En ce qui concerne l’aspect du bruit évoqué dans la question, tout se résume à la bonne conception des recettes numériques. Il existe de nombreuses conceptions erronées qui sont instables, où de petits changements dans les données génèrent de grands écarts dans les décisions issues de la recette numérique. Une recette numérique ne devrait pas être instable dès qu’il y a une petite fluctuation dans la supply chain. C’est pourquoi Lokad a adopté une perspective probabiliste sur la prévision. En adoptant une perspective probabiliste, les modèles peuvent être conçus pour être bien plus stables par rapport à ceux qui tentent de capturer la moyenne et deviennent instables dès qu’un cas aberrant se produit dans la supply chain.

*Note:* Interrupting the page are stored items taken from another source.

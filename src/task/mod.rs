//! Radio operation tasks.
//!
//! A [`Task`] is one asynchronous request against the platform binding
//! (connect, read, scan, ...). Tasks are owned by the [`queue::TaskQueue`]
//! from the moment they are added until they reach a terminal
//! [`TaskState`], at which point the engine reports the [`TaskOutcome`] and
//! drops them.

use std::{
   fmt,
   time::{Duration, Instant},
};

use log::{debug, error};
use serde::Serialize;
use smallvec::SmallVec;
use tokio::sync::oneshot;
use uuid::Uuid;

use crate::{address::Address, state::NO_STATUS};

pub mod queue;
pub mod rules;
pub mod timeout;

pub use queue::{ExecuteResult, TaskExecutor, TaskQueue};
pub use timeout::{ConfigTimeouts, TaskTimeout, TimeoutPolicy};

/// Characteristic payload.
pub type Value = SmallVec<[u8; 32]>;

/// What a task (or a state tracker) belongs to.
#[derive(Debug, Clone, Copy, PartialEq, Eq, Hash, PartialOrd, Ord, Serialize)]
pub enum Owner {
   Manager,
   Device(Address),
}

impl Owner {
   pub const fn device(self) -> Option<Address> {
      match self {
         Self::Device(addr) => Some(addr),
         Self::Manager => None,
      }
   }
}

impl fmt::Display for Owner {
   fn fmt(&self, f: &mut fmt::Formatter<'_>) -> fmt::Result {
      match self {
         Self::Manager => f.write_str("manager"),
         Self::Device(addr) => fmt::Display::fmt(addr, f),
      }
   }
}

/// The operation a task performs, with its parameters.
#[derive(Debug, Clone, PartialEq, strum::EnumDiscriminants)]
#[strum_discriminants(name(TaskType))]
#[strum_discriminants(derive(Hash, Serialize, strum::Display, strum::IntoStaticStr))]
pub enum TaskKind {
   TurnOn,
   TurnOff,
   /// Scan for advertisements; `None` scans until stopped.
   Scan { duration: Option<Duration> },
   Connect { explicit: bool },
   Disconnect { explicit: bool },
   DiscoverServices,
   Bond { explicit: bool },
   Unbond,
   Read { characteristic: Uuid },
   Write { characteristic: Uuid, data: Value },
   ToggleNotify { characteristic: Uuid, enable: bool },
   ReadRssi,
   /// Holds the queue for a device while a multi-step transaction runs.
   TxnLock,
}

impl TaskType {
   /// Stable snake_case key, used in configuration tables.
   pub const fn key(self) -> &'static str {
      match self {
         Self::TurnOn => "turn_on",
         Self::TurnOff => "turn_off",
         Self::Scan => "scan",
         Self::Connect => "connect",
         Self::Disconnect => "disconnect",
         Self::DiscoverServices => "discover_services",
         Self::Bond => "bond",
         Self::Unbond => "unbond",
         Self::Read => "read",
         Self::Write => "write",
         Self::ToggleNotify => "toggle_notify",
         Self::ReadRssi => "read_rssi",
         Self::TxnLock => "txn_lock",
      }
   }

   /// Characteristic operations, the ones a bond filter and transactions care about.
   pub const fn is_char_op(self) -> bool {
      matches!(self, Self::Read | Self::Write | Self::ToggleNotify)
   }
}

impl TaskKind {
   pub fn task_type(&self) -> TaskType {
      TaskType::from(self)
   }

   pub const fn characteristic(&self) -> Option<Uuid> {
      match self {
         Self::Read { characteristic }
         | Self::Write { characteristic, .. }
         | Self::ToggleNotify { characteristic, .. } => Some(*characteristic),
         _ => None,
      }
   }

   /// Whether the application asked for this directly, as opposed to the
   /// engine issuing it on its own (reconnects, bond filters, ...).
   pub const fn is_explicit(&self) -> bool {
      match self {
         Self::Connect { explicit } | Self::Disconnect { explicit } | Self::Bond { explicit } => {
            *explicit
         },
         _ => true,
      }
   }

   pub const fn default_priority(&self) -> Priority {
      match self {
         Self::TurnOn | Self::TurnOff | Self::Disconnect { .. } => Priority::Critical,
         Self::Scan { .. } => Priority::Trivial,
         Self::Connect { explicit: true } | Self::Bond { explicit: true } | Self::Unbond => {
            Priority::ExplicitBondingAndConnecting
         },
         Self::Connect { explicit: false } => Priority::Medium,
         Self::DiscoverServices | Self::Bond { explicit: false } => Priority::High,
         Self::Read { .. }
         | Self::Write { .. }
         | Self::ToggleNotify { .. }
         | Self::ReadRssi
         | Self::TxnLock => Priority::Medium,
      }
   }

   /// Tasks that only make sense on an established link.
   pub const fn requires_connection(&self) -> bool {
      matches!(
         self,
         Self::DiscoverServices
            | Self::Read { .. }
            | Self::Write { .. }
            | Self::ToggleNotify { .. }
            | Self::ReadRssi
            | Self::TxnLock
      )
   }
}

/// Scheduling priority, lowest first.
#[derive(
   Debug, Clone, Copy, PartialEq, Eq, PartialOrd, Ord, Hash, Serialize, strum::Display,
)]
pub enum Priority {
   Trivial,
   Low,
   Medium,
   High,
   ExplicitBondingAndConnecting,
   PriorityReadsWrites,
   Critical,
}

/// Lifecycle of a task.
#[derive(
   Debug, Clone, Copy, PartialEq, Eq, Hash, Serialize, strum::Display, strum::IntoStaticStr,
)]
#[strum(serialize_all = "snake_case")]
pub enum TaskState {
   Created,
   Queued,
   Armed,
   Executing,
   Succeeded,
   Failed,
   FailedImmediately,
   TimedOut,
   Redundant,
   NoOp,
   /// This instance is finished; a fresh copy was put back in the queue.
   Interrupted,
   SoftlyCancelled,
}

impl TaskState {
   pub const fn is_terminal(self) -> bool {
      !matches!(
         self,
         Self::Created | Self::Queued | Self::Armed | Self::Executing
      )
   }

   pub const fn is_success(self) -> bool {
      matches!(self, Self::Succeeded | Self::Redundant)
   }

   pub const fn is_failure(self) -> bool {
      matches!(self, Self::Failed | Self::FailedImmediately | Self::TimedOut)
   }
}

/// Monotonic task ordinal.
#[derive(Debug, Clone, Copy, PartialEq, Eq, Hash, PartialOrd, Ord, Serialize)]
pub struct TaskId(pub u64);

impl fmt::Display for TaskId {
   fn fmt(&self, f: &mut fmt::Formatter<'_>) -> fmt::Result {
      write!(f, "#{}", self.0)
   }
}

/// Data produced by a successful task.
#[derive(Debug, Clone, PartialEq, Serialize)]
pub enum TaskOutput {
   Value(Value),
   Rssi(i16),
}

/// Final report of a task, delivered to its completion channel and the event bus.
#[derive(Debug, Clone, PartialEq, Serialize)]
pub struct TaskOutcome {
   pub id: TaskId,
   pub task_type: TaskType,
   pub owner: Owner,
   pub characteristic: Option<Uuid>,
   pub state: TaskState,
   pub output: Option<TaskOutput>,
   pub native_status: i32,
   pub time_queued: Duration,
   pub time_executing: Duration,
}

impl TaskOutcome {
   /// When a failure happened relative to execution.
   pub const fn timing(&self) -> crate::connection::Timing {
      crate::connection::Timing::from_task_state(self.state)
   }
}

pub type Completion = oneshot::Sender<TaskOutcome>;

/// A single radio operation request.
pub struct Task {
   id: TaskId,
   kind: TaskKind,
   owner: Owner,
   priority: Priority,
   state: TaskState,
   bond_gated: bool,
   softly_cancelled: bool,
   timeout: TaskTimeout,
   queued_at: Option<Instant>,
   armed_at: Option<Instant>,
   armed_tick: u64,
   timeout_base: Option<Instant>,
   ended_at: Option<Instant>,
   native_status: i32,
   output: Option<TaskOutput>,
   completion: Option<Completion>,
}

impl fmt::Debug for Task {
   fn fmt(&self, f: &mut fmt::Formatter<'_>) -> fmt::Result {
      f.debug_struct("Task")
         .field("id", &self.id)
         .field("kind", &self.kind)
         .field("owner", &self.owner)
         .field("priority", &self.priority)
         .field("state", &self.state)
         .field("softly_cancelled", &self.softly_cancelled)
         .finish_non_exhaustive()
   }
}

impl Task {
   pub fn new(kind: TaskKind, owner: Owner) -> Self {
      Self {
         id: TaskId(0),
         priority: kind.default_priority(),
         kind,
         owner,
         state: TaskState::Created,
         bond_gated: false,
         softly_cancelled: false,
         timeout: TaskTimeout::Disabled,
         queued_at: None,
         armed_at: None,
         armed_tick: 0,
         timeout_base: None,
         ended_at: None,
         native_status: NO_STATUS,
         output: None,
         completion: None,
      }
   }

   #[must_use]
   pub fn with_priority(mut self, priority: Priority) -> Self {
      self.priority = priority;
      self
   }

   /// Marks a characteristic operation as waiting on bonding.
   #[must_use]
   pub fn bond_gated(mut self) -> Self {
      self.bond_gated = true;
      self
   }

   #[must_use]
   pub fn with_completion(mut self, completion: Completion) -> Self {
      self.completion = Some(completion);
      self
   }

   pub const fn id(&self) -> TaskId {
      self.id
   }

   pub const fn kind(&self) -> &TaskKind {
      &self.kind
   }

   pub fn task_type(&self) -> TaskType {
      self.kind.task_type()
   }

   pub const fn owner(&self) -> Owner {
      self.owner
   }

   pub const fn priority(&self) -> Priority {
      self.priority
   }

   pub const fn state(&self) -> TaskState {
      self.state
   }

   pub const fn is_bond_gated(&self) -> bool {
      self.bond_gated
   }

   pub const fn is_softly_cancelled(&self) -> bool {
      self.softly_cancelled
   }

   pub const fn timeout(&self) -> TaskTimeout {
      self.timeout
   }

   pub const fn native_status(&self) -> i32 {
      self.native_status
   }

   pub const fn output(&self) -> Option<&TaskOutput> {
      self.output.as_ref()
   }

   pub fn matches(&self, task_type: TaskType, owner: Owner) -> bool {
      self.owner == owner && self.task_type() == task_type
   }

   pub fn set_output(&mut self, output: TaskOutput) {
      self.output = Some(output);
   }

   pub fn set_native_status(&mut self, status: i32) {
      self.native_status = status;
   }

   /// Time spent waiting in the queue before being armed.
   pub fn time_queued(&self) -> Duration {
      match (self.queued_at, self.armed_at.or(self.ended_at)) {
         (Some(queued), Some(until)) => until.saturating_duration_since(queued),
         _ => Duration::ZERO,
      }
   }

   /// Time spent armed or executing.
   pub fn time_executing(&self) -> Duration {
      match (self.armed_at, self.ended_at) {
         (Some(armed), Some(ended)) => ended.saturating_duration_since(armed),
         _ => Duration::ZERO,
      }
   }

   /// Time the current execution has been running against its timeout.
   pub fn time_against_timeout(&self, now: Instant) -> Duration {
      self
         .timeout_base
         .map_or(Duration::ZERO, |base| now.saturating_duration_since(base))
   }

   pub fn outcome(&self) -> TaskOutcome {
      TaskOutcome {
         id: self.id,
         task_type: self.task_type(),
         owner: self.owner,
         characteristic: self.kind.characteristic(),
         state: self.state,
         output: self.output.clone(),
         native_status: self.native_status,
         time_queued: self.time_queued(),
         time_executing: self.time_executing(),
      }
   }

   /// Resolves the completion channel, if any. Called once after the task ends.
   pub fn complete(&mut self) {
      if let Some(completion) = self.completion.take() {
         let _ = completion.send(self.outcome());
      }
   }

   fn enqueue(&mut self, id: TaskId, now: Instant) {
      self.id = id;
      self.state = TaskState::Queued;
      self.queued_at = Some(now);
   }

   fn arm(&mut self, timeout: TaskTimeout, tick: u64, now: Instant) {
      self.state = TaskState::Armed;
      self.timeout = timeout;
      self.armed_tick = tick;
      self.armed_at = Some(now);
   }

   fn begin_executing(&mut self, now: Instant) {
      self.state = TaskState::Executing;
      self.timeout_base = Some(now);
   }

   fn reset_timeout(&mut self, now: Instant) {
      self.timeout_base = Some(now);
   }

   fn mark_softly_cancelled(&mut self) {
      self.softly_cancelled = true;
   }

   /// Moves to a terminal state. Returns `false`, changing nothing, if the
   /// task had already ended.
   fn finish(&mut self, state: TaskState, now: Instant) -> bool {
      debug_assert!(state.is_terminal());
      if self.state.is_terminal() {
         error!(
            "task {} ({}) asked to end as {state} but already ended as {}",
            self.id,
            self.task_type(),
            self.state
         );
         return false;
      }
      let state = if self.softly_cancelled && state != TaskState::Interrupted {
         TaskState::SoftlyCancelled
      } else {
         state
      };
      debug!(
         "{}: task {} {} {} -> {state}",
         self.owner,
         self.id,
         self.task_type(),
         self.state
      );
      self.state = state;
      self.ended_at = Some(now);
      true
   }

   /// A fresh copy of an interrupted task, carrying over its completion.
   fn respawn(&mut self) -> Self {
      Self {
         bond_gated: self.bond_gated,
         priority: self.priority,
         completion: self.completion.take(),
         ..Self::new(self.kind.clone(), self.owner)
      }
   }
}

#[cfg(test)]
mod tests {
   use super::*;

   #[test]
   fn test_default_priorities() {
      let dev = Owner::Device(Address::any());
      assert_eq!(
         Task::new(TaskKind::Connect { explicit: true }, dev).priority(),
         Priority::ExplicitBondingAndConnecting
      );
      assert_eq!(
         Task::new(TaskKind::Connect { explicit: false }, dev).priority(),
         Priority::Medium
      );
      assert_eq!(
         Task::new(TaskKind::Scan { duration: None }, Owner::Manager).priority(),
         Priority::Trivial
      );
      assert!(Priority::Critical > Priority::ExplicitBondingAndConnecting);
   }

   #[test]
   fn test_terminal_states_are_final() {
      let now = Instant::now();
      let mut task = Task::new(TaskKind::ReadRssi, Owner::Device(Address::any()));
      task.enqueue(TaskId(1), now);
      assert!(task.finish(TaskState::Succeeded, now));
      assert!(!task.finish(TaskState::Failed, now));
      assert_eq!(task.state(), TaskState::Succeeded);
   }

   #[test]
   fn test_soft_cancel_overrides_result() {
      let now = Instant::now();
      let mut task = Task::new(
         TaskKind::Read {
            characteristic: Uuid::nil(),
         },
         Owner::Device(Address::any()),
      );
      task.enqueue(TaskId(1), now);
      task.mark_softly_cancelled();
      task.finish(TaskState::Succeeded, now);
      assert_eq!(task.state(), TaskState::SoftlyCancelled);
   }

   #[test]
   fn test_task_type_keys() {
      assert_eq!(TaskType::TxnLock.key(), "txn_lock");
      assert_eq!(
         TaskKind::ToggleNotify {
            characteristic: Uuid::nil(),
            enable: true
         }
         .task_type(),
         TaskType::ToggleNotify
      );
      assert!(TaskType::Write.is_char_op());
      assert!(!TaskType::ReadRssi.is_char_op());
   }
}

Question: L’un des problèmes que nous rencontrons en supply chain avec des très grandes entreprises est leur dépendance à différents systèmes sources. N’est-il pas extrêmement difficile de rassembler toutes les données de ces systèmes sources sous un système unifié ?
Je suis tout à fait d’accord pour dire que rassembler toutes les données constitue un défi important pour de nombreuses entreprises. Toutefois, nous devons nous demander pourquoi c’est un défi en premier lieu. Comme je l’ai mentionné précédemment, 99 % des applications métier exploitées par les grandes entreprises de nos jours reposent sur des bases de données transactionnelles grand public et bien conçues. Il pourrait encore y avoir quelques implémentations COBOL super legacy fonctionnant sur des stockages binaires obscurs, mais c’est rare. La grande majorité des applications métier, même celles déployées dans les années 1990, fonctionnent avec une base de données transactionnelle de qualité production en backend.

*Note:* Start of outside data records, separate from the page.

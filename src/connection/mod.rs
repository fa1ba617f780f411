//! Connection failure handling and automatic reconnection.

pub mod fail;
pub mod reconnect;
pub mod wake_lock;

pub use fail::{
   AutoConnectUsage, ConnectionFailInfo, ConnectionFailManager, DefaultRetryPolicy, FailReason,
   Failure, RetryDecision, RetryPolicy, Timing,
};
pub use reconnect::{
   DefaultReconnectPolicy, LoopSummary, ReconnectAction, ReconnectDelay, ReconnectInfo,
   ReconnectManager, ReconnectPolicy,
};
pub use wake_lock::{NoWakeLock, WakeLock, WakeLockBackend, WakeLockGuard};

Une fois que vous disposez d’un backend transactionnel, pourquoi serait-il difficile de copier ces données dans un data lake ? La plupart du temps, le problème est que les entreprises n’essaient pas simplement de copier les données – elles tentent d’en faire beaucoup plus. Elles essaient de préparer et de transformer les données, compliquant souvent excessivement le processus. La plupart des configurations modernes de bases de données disposent de fonctionnalités intégrées de mirroring des données, vous permettant de répliquer tous les changements d’une base de données transactionnelle vers une base de données secondaire. C’est une propriété intégrée à probablement une vingtaine des systèmes transactionnels les plus utilisés sur le marché.

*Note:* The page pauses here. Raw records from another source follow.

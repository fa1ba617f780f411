//! Per-task timeout resolution.

use std::time::Duration;

use crate::config::{Config, DeviceConfig};

use super::TaskKind;

/// A resolved task timeout, fixed when the task is armed.
#[derive(Debug, Clone, Copy, PartialEq, Eq)]
pub enum TaskTimeout {
   After(Duration),
   /// Timeout checking is off for this task.
   Disabled,
   /// The task runs until something ends it.
   Infinite,
}

impl TaskTimeout {
   pub const fn duration(self) -> Option<Duration> {
      match self {
         Self::After(d) => Some(d),
         Self::Disabled | Self::Infinite => None,
      }
   }
}

/// Decides how long a task may execute.
pub trait TimeoutPolicy: Send {
   fn timeout(&self, kind: &TaskKind, device: Option<&DeviceConfig>, config: &Config) -> TaskTimeout;
}

/// Reads timeouts from the configuration: device overrides first, then the
/// per-kind table, then the default. A scan runs for its requested duration.
#[derive(Debug, Default, Clone, Copy)]
pub struct ConfigTimeouts;

impl TimeoutPolicy for ConfigTimeouts {
   fn timeout(&self, kind: &TaskKind, device: Option<&DeviceConfig>, config: &Config) -> TaskTimeout {
      if let TaskKind::Scan { duration } = kind {
         return duration.map_or(TaskTimeout::Infinite, TaskTimeout::After);
      }
      let task_type = kind.task_type();
      device
         .and_then(|d| d.timeouts.get(task_type.key()))
         .map_or_else(|| config.timeouts.for_kind(task_type), |t| t.resolve())
   }
}

#[cfg(test)]
mod tests {
   use smol_str::SmolStr;
   use uuid::Uuid;

   use super::*;
   use crate::config::{TimeoutKeyword, TimeoutSetting};

   #[test]
   fn test_device_override_wins() {
      let config = Config::default();
      let mut device = DeviceConfig::default();
      device.timeouts.insert(
         SmolStr::new_static("read"),
         TimeoutSetting::Keyword(TimeoutKeyword::Disabled),
      );
      let read = TaskKind::Read {
         characteristic: Uuid::nil(),
      };

      assert_eq!(
         ConfigTimeouts.timeout(&read, Some(&device), &config),
         TaskTimeout::Disabled
      );
      assert_eq!(
         ConfigTimeouts.timeout(&read, None, &config),
         TaskTimeout::After(Duration::from_secs_f64(12.5))
      );
   }

   #[test]
   fn test_scan_uses_its_duration() {
      let config = Config::default();
      assert_eq!(
         ConfigTimeouts.timeout(
            &TaskKind::Scan {
               duration: Some(Duration::from_secs(5))
            },
            None,
            &config
         ),
         TaskTimeout::After(Duration::from_secs(5))
      );
      assert_eq!(
         ConfigTimeouts.timeout(&TaskKind::Scan { duration: None }, None, &config),
         TaskTimeout::Infinite
      );
   }
}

Les entreprises ont tendance à rencontrer des difficultés pour consolider les données parce qu’elles essaient d’en faire trop, et leurs initiatives s’effondrent sous leur propre complexité. Une fois les données consolidées, les entreprises commettent souvent l’erreur de penser que la connexion des données devrait être effectuée par les équipes IT, BI ou data science. Le point que je souhaite faire valoir ici est que la supply chain doit être responsable de ses propres recettes numériques, tout comme le marketing, les ventes et la finance devraient l’être. Ce ne devrait pas être une division de support transverse qui tente de faire cela pour l’entreprise. Connecter les données provenant de différents systèmes nécessite généralement une multitude d’insights métier. Les grandes entreprises échouent souvent parce qu’elles essaient de confier cette tâche à un expert des équipes IT, BI ou data science alors qu’elle devrait être réalisée au sein de la division concernée.
Merci beaucoup pour votre temps aujourd’hui, votre intérêt et vos questions. À la prochaine, après l’été, en septembre.